Filter this data down to the lines that hold "phase", and copy them.

(Items from a dataset)
★ ★ ★

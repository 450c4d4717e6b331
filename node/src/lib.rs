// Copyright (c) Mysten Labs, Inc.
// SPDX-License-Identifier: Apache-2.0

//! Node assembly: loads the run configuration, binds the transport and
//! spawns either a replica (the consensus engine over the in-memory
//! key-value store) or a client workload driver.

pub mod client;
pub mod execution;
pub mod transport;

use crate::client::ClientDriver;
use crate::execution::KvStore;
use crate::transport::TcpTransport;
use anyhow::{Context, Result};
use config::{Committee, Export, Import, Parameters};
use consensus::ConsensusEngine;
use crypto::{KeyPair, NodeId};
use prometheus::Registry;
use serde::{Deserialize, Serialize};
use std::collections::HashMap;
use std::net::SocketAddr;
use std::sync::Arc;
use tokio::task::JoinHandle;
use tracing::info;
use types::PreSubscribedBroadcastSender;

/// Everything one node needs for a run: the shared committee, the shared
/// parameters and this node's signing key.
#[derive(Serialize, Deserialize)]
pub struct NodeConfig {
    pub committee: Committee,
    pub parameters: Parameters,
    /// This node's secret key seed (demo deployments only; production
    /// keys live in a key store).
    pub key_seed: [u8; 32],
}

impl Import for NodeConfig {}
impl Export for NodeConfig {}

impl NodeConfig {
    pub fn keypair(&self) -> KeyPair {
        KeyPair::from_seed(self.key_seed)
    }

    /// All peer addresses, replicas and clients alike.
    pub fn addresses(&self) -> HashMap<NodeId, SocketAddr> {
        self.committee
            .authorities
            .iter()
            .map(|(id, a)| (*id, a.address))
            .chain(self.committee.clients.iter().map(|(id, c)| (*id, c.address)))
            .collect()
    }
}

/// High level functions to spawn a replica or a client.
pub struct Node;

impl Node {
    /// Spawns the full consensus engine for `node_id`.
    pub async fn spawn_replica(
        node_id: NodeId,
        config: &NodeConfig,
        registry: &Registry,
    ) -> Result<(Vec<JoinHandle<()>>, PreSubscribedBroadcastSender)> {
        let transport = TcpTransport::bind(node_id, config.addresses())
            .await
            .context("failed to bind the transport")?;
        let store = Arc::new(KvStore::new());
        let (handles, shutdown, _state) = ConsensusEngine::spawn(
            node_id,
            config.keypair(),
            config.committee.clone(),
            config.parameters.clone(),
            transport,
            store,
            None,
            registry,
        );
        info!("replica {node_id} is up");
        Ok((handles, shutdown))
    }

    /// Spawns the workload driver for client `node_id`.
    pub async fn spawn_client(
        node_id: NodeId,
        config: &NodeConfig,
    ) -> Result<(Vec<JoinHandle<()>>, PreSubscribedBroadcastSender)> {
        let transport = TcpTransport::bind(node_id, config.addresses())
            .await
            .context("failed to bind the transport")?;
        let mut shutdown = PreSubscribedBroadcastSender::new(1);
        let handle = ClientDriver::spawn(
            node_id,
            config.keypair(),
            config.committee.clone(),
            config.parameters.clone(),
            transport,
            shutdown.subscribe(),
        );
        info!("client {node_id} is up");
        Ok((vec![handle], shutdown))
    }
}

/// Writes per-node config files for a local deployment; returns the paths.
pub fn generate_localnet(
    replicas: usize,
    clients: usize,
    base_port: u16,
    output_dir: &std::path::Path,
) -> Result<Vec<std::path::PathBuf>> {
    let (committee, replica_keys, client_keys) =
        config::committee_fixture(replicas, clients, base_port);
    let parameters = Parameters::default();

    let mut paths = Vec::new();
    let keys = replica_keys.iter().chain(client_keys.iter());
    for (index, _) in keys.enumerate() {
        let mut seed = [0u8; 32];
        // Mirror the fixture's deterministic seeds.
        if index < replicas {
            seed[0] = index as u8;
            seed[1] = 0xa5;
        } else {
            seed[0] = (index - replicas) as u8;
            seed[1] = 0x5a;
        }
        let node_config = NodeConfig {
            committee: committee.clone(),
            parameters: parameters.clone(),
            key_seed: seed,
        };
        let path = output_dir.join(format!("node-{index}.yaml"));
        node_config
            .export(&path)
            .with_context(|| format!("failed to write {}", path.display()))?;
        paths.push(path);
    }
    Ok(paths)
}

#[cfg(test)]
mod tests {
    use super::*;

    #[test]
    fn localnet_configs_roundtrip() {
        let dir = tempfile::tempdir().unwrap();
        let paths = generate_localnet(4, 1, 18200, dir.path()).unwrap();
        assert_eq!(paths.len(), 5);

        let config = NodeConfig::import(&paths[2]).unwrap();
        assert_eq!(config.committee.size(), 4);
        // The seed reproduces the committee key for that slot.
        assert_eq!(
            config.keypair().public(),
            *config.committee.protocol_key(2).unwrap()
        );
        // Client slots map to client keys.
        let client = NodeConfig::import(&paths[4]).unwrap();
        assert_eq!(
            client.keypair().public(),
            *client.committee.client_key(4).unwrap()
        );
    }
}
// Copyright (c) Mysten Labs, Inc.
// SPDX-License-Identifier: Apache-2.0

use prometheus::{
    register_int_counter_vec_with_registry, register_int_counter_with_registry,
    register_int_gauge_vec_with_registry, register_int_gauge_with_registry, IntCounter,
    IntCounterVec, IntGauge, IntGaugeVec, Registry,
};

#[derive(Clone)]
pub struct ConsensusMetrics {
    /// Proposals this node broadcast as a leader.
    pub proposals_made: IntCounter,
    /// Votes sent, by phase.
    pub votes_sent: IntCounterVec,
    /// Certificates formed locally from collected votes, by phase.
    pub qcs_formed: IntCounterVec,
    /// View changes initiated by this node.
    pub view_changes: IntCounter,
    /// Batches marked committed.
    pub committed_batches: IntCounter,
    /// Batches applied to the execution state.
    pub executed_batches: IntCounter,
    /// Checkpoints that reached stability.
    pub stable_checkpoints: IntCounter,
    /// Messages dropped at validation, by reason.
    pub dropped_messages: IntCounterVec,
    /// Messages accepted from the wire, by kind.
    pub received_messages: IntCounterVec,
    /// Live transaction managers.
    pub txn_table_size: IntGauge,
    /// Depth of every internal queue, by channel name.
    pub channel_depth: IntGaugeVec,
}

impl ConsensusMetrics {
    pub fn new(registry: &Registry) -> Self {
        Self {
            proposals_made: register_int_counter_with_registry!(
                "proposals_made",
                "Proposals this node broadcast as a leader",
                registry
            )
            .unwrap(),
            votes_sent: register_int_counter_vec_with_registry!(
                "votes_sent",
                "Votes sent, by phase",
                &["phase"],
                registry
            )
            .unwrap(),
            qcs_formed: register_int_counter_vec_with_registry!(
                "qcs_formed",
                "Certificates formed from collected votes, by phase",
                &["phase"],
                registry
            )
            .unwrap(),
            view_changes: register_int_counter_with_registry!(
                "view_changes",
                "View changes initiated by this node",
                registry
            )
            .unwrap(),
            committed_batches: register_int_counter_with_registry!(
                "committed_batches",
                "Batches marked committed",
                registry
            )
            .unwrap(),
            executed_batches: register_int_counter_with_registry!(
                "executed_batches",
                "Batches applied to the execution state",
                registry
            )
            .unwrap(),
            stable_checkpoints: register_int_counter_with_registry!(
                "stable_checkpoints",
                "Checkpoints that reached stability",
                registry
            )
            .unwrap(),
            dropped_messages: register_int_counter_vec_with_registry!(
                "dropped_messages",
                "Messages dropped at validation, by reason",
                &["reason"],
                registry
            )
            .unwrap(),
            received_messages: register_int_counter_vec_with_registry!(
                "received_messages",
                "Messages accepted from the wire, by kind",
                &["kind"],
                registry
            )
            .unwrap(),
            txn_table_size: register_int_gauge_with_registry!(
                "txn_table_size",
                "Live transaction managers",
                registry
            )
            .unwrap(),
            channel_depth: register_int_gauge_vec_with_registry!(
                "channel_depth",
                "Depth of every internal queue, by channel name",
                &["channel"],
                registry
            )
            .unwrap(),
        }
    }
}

★ ★ ★

_EXERCISE RESPONSE:_
    /// Votes sent, by phase.
    /// Certificates formed locally from collected votes, by phase.
                "Votes sent, by phase",
                &["phase"],
                "Certificates formed from collected votes, by phase",
                &["phase"],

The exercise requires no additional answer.